RECORDS FOR THE EXERCISE:
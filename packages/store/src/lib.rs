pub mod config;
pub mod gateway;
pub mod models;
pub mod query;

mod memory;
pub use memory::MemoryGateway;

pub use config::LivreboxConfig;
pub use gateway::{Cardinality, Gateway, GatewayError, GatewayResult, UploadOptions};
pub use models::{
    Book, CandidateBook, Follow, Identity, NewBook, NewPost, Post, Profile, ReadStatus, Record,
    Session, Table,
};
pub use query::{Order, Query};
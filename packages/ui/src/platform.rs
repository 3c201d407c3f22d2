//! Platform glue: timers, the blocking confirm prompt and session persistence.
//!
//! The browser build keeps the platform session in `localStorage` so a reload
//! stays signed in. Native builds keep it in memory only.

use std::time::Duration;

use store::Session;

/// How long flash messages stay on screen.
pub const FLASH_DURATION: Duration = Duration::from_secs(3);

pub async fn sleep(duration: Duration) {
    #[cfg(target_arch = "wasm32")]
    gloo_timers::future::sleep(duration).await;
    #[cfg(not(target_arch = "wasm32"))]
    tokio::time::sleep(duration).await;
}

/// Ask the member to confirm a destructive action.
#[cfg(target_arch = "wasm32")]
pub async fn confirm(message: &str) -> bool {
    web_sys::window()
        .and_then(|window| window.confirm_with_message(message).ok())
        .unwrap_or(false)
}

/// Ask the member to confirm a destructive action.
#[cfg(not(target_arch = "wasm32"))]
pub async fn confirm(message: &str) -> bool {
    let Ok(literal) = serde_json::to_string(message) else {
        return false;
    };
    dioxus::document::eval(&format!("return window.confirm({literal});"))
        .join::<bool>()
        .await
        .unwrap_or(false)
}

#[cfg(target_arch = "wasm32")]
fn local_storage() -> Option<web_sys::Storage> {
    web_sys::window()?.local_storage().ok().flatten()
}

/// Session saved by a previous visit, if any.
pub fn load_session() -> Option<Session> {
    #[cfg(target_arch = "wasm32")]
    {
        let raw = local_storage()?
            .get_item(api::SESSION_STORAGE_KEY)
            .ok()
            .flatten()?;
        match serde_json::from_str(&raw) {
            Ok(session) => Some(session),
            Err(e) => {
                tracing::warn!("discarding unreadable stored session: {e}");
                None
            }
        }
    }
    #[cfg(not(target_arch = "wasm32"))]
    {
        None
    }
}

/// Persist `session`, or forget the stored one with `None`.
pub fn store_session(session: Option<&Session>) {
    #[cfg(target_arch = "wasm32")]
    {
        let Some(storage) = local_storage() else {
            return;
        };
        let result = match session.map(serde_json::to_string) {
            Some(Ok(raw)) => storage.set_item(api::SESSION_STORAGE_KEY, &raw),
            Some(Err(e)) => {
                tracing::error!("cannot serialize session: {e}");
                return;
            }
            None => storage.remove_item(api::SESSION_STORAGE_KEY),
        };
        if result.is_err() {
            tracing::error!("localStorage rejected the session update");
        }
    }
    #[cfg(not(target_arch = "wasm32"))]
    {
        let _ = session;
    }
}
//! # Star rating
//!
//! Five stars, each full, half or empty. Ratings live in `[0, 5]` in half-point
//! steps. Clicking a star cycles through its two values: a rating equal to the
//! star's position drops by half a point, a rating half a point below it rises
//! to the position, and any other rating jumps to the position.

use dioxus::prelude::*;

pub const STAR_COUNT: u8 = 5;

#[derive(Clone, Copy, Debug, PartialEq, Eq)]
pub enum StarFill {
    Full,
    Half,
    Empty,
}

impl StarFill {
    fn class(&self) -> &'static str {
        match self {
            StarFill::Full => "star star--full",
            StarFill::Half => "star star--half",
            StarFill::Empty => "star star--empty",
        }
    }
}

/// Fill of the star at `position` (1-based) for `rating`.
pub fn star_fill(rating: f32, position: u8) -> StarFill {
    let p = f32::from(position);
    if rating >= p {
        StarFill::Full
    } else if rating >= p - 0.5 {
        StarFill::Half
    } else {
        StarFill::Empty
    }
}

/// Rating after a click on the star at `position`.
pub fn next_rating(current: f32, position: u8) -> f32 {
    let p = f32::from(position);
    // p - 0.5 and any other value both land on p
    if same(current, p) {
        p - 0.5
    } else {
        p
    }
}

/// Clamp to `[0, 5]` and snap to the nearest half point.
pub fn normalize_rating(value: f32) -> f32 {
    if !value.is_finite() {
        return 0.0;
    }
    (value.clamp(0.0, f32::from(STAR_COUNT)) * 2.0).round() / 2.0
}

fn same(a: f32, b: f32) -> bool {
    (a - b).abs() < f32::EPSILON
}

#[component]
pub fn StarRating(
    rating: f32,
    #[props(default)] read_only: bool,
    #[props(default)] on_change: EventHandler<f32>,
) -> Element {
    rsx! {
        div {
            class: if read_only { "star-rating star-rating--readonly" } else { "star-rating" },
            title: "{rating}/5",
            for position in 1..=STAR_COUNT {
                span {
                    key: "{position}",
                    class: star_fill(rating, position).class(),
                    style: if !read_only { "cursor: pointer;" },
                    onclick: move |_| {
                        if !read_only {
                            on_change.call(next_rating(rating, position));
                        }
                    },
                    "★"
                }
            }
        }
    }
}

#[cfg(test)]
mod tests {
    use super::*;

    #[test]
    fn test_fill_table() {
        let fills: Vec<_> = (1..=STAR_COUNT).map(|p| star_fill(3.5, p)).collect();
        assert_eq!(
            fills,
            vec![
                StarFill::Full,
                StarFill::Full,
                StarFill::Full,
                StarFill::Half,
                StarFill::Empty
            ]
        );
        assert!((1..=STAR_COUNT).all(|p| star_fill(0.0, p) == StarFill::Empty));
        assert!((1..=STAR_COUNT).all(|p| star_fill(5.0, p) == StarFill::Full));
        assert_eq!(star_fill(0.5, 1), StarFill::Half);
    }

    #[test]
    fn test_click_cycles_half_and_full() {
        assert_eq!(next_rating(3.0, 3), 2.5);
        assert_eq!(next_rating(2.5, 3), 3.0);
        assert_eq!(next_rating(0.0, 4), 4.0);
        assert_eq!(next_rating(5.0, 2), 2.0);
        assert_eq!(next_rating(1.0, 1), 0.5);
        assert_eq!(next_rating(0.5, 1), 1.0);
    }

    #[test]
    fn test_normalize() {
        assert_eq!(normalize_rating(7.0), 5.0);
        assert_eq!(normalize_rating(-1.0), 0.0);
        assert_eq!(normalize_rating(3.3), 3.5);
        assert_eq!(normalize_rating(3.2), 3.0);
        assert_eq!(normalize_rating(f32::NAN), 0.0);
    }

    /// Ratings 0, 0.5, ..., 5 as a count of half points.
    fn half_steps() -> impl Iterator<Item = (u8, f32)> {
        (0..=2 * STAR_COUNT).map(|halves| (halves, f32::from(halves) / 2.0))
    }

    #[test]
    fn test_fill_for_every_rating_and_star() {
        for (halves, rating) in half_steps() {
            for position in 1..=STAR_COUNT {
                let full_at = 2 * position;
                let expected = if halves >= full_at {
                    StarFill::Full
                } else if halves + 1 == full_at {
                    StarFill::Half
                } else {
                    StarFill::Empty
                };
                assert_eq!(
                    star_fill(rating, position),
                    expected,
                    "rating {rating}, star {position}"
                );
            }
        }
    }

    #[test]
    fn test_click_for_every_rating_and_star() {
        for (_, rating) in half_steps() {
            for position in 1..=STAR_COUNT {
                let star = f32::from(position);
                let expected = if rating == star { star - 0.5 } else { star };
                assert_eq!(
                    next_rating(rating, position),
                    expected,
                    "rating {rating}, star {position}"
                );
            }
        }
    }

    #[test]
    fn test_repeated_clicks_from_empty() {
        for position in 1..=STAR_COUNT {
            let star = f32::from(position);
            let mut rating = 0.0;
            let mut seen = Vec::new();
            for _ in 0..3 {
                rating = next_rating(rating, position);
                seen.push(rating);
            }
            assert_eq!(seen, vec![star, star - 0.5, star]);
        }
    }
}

EXERCISE AIM: Retype all of the data shown above, word for word.

SOLUTION BELOW:
filename packages/store/src/lib.rs
pub mod config;
pub mod gateway;
pub mod models;
pub mod query;

mod memory;
pub use memory::MemoryGateway;

pub use config::LivreboxConfig;
pub use gateway::{Cardinality, Gateway, GatewayError, GatewayResult, UploadOptions};
pub use models::{
    Book, CandidateBook, Follow, Identity, NewBook, NewPost, Post, Profile, ReadStatus, Record,
    Session, Table,
};
pub use query::{Order, Query};
filename packages/ui/src/platform.rs
repository 3c201d407c3f22d2
//! Platform glue: timers, the blocking confirm prompt and session persistence.
//!
//! The browser build keeps the platform session in `localStorage` so a reload
//! stays signed in. Native builds keep it in memory only.

use std::time::Duration;

use store::Session;

/// How long flash messages stay on screen.
pub const FLASH_DURATION: Duration = Duration::from_secs(3);

pub async fn sleep(duration: Duration) {
    #[cfg(target_arch = "wasm32")]
    gloo_timers::future::sleep(duration).await;
    #[cfg(not(target_arch = "wasm32"))]
    tokio::time::sleep(duration).await;
}

/// Ask the member to confirm a destructive action.
#[cfg(target_arch = "wasm32")]
pub async fn confirm(message: &str) -> bool {
    web_sys::window()
        .and_then(|window| window.confirm_with_message(message).ok())
        .unwrap_or(false)
}

/// Ask the member to confirm a destructive action.
#[cfg(not(target_arch = "wasm32"))]
pub async fn confirm(message: &str) -> bool {
    let Ok(literal) = serde_json::to_string(message) else {
        return false;
    };
    dioxus::document::eval(&format!("return window.confirm({literal});"))
        .join::<bool>()
        .await
        .unwrap_or(false)
}

#[cfg(target_arch = "wasm32")]
fn local_storage() -> Option<web_sys::Storage> {
    web_sys::window()?.local_storage().ok().flatten()
}

/// Session saved by a previous visit, if any.
pub fn load_session() -> Option<Session> {
    #[cfg(target_arch = "wasm32")]
    {
        let raw = local_storage()?
            .get_item(api::SESSION_STORAGE_KEY)
            .ok()
            .flatten()?;
        match serde_json::from_str(&raw) {
            Ok(session) => Some(session),
            Err(e) => {
                tracing::warn!("discarding unreadable stored session: {e}");
                None
            }
        }
    }
    #[cfg(not(target_arch = "wasm32"))]
    {
        None
    }
}

/// Persist `session`, or forget the stored one with `None`.
pub fn store_session(session: Option<&Session>) {
    #[cfg(target_arch = "wasm32")]
    {
        let Some(storage) = local_storage() else {
            return;
        };
        let result = match session.map(serde_json::to_string) {
            Some(Ok(raw)) => storage.set_item(api::SESSION_STORAGE_KEY, &raw),
            Some(Err(e)) => {
                tracing::error!("cannot serialize session: {e}");
                return;
            }
            None => storage.remove_item(api::SESSION_STORAGE_KEY),
        };
        if result.is_err() {
            tracing::error!("localStorage rejected the session update");
        }
    }
    #[cfg(not(target_arch = "wasm32"))]
    {
        let _ = session;
    }
}
//! # Star rating
//!
//! Five stars, each full, half or empty. Ratings live in `[0, 5]` in half-point
//! steps. Clicking a star cycles through its two values: a rating equal to the
//! star's position drops by half a point, a rating half a point below it rises
//! to the position, and any other rating jumps to the position.

use dioxus::prelude::*;

pub const STAR_COUNT: u8 = 5;

#[derive(Clone, Copy, Debug, PartialEq, Eq)]
pub enum StarFill {
    Full,
    Half,
    Empty,
}

impl StarFill {
    fn class(&self) -> &'static str {
        match self {
            StarFill::Full => "star star--full",
            StarFill::Half => "star star--half",
            StarFill::Empty => "star star--empty",
        }
    }
}

/// Fill of the star at `position` (1-based) for `rating`.
pub fn star_fill(rating: f32, position: u8) -> StarFill {
    let p = f32::from(position);
    if rating >= p {
        StarFill::Full
    } else if rating >= p - 0.5 {
        StarFill::Half
    } else {
        StarFill::Empty
    }
}

/// Rating after a click on the star at `position`.
pub fn next_rating(current: f32, position: u8) -> f32 {
    let p = f32::from(position);
    // p - 0.5 and any other value both land on p
    if same(current, p) {
        p - 0.5
    } else {
        p
    }
}

/// Clamp to `[0, 5]` and snap to the nearest half point.
pub fn normalize_rating(value: f32) -> f32 {
    if !value.is_finite() {
        return 0.0;
    }
    (value.clamp(0.0, f32::from(STAR_COUNT)) * 2.0).round() / 2.0
}

fn same(a: f32, b: f32) -> bool {
    (a - b).abs() < f32::EPSILON
}

#[component]
pub fn StarRating(
    rating: f32,
    #[props(default)] read_only: bool,
    #[props(default)] on_change: EventHandler<f32>,
) -> Element {
    rsx! {
        div {
            class: if read_only { "star-rating star-rating--readonly" } else { "star-rating" },
            title: "{rating}/5",
            for position in 1..=STAR_COUNT {
                span {
                    key: "{position}",
                    class: star_fill(rating, position).class(),
                    style: if !read_only { "cursor: pointer;" },
                    onclick: move |_| {
                        if !read_only {
                            on_change.call(next_rating(rating, position));
                        }
                    },
                    "★"
                }
            }
        }
    }
}

#[cfg(test)]
mod tests {
    use super::*;

    #[test]
    fn test_fill_table() {
        let fills: Vec<_> = (1..=STAR_COUNT).map(|p| star_fill(3.5, p)).collect();
        assert_eq!(
            fills,
            vec![
                StarFill::Full,
                StarFill::Full,
                StarFill::Full,
                StarFill::Half,
                StarFill::Empty
            ]
        );
        assert!((1..=STAR_COUNT).all(|p| star_fill(0.0, p) == StarFill::Empty));
        assert!((1..=STAR_COUNT).all(|p| star_fill(5.0, p) == StarFill::Full));
        assert_eq!(star_fill(0.5, 1), StarFill::Half);
    }

    #[test]
    fn test_click_cycles_half_and_full() {
        assert_eq!(next_rating(3.0, 3), 2.5);
        assert_eq!(next_rating(2.5, 3), 3.0);
        assert_eq!(next_rating(0.0, 4), 4.0);
        assert_eq!(next_rating(5.0, 2), 2.0);
        assert_eq!(next_rating(1.0, 1), 0.5);
        assert_eq!(next_rating(0.5, 1), 1.0);
    }

    #[test]
    fn test_normalize() {
        assert_eq!(normalize_rating(7.0), 5.0);
        assert_eq!(normalize_rating(-1.0), 0.0);
        assert_eq!(normalize_rating(3.3), 3.5);
        assert_eq!(normalize_rating(3.2), 3.0);
        assert_eq!(normalize_rating(f32::NAN), 0.0);
    }

    /// Ratings 0, 0.5, ..., 5 as a count of half points.
    fn half_steps() -> impl Iterator<Item = (u8, f32)> {
        (0..=2 * STAR_COUNT).map(|halves| (halves, f32::from(halves) / 2.0))
    }

    #[test]
    fn test_fill_for_every_rating_and_star() {
        for (halves, rating) in half_steps() {
            for position in 1..=STAR_COUNT {
                let full_at = 2 * position;
                let expected = if halves >= full_at {
                    StarFill::Full
                } else if halves + 1 == full_at {
                    StarFill::Half
                } else {
                    StarFill::Empty
                };
                assert_eq!(
                    star_fill(rating, position),
                    expected,
                    "rating {rating}, star {position}"
                );
            }
        }
    }

    #[test]
    fn test_click_for_every_rating_and_star() {
        for (_, rating) in half_steps() {
            for position in 1..=STAR_COUNT {
                let star = f32::from(position);
                let expected = if rating == star { star - 0.5 } else { star };
                assert_eq!(
                    next_rating(rating, position),
                    expected,
                    "rating {rating}, star {position}"
                );
            }
        }
    }

    #[test]
    fn test_repeated_clicks_from_empty() {
        for position in 1..=STAR_COUNT {
            let star = f32::from(position);
            let mut rating = 0.0;
            let mut seen = Vec::new();
            for _ in 0..3 {
                rating = next_rating(rating, position);
                seen.push(rating);
            }
            assert_eq!(seen, vec![star, star - 0.5, star]);
        }
    }
}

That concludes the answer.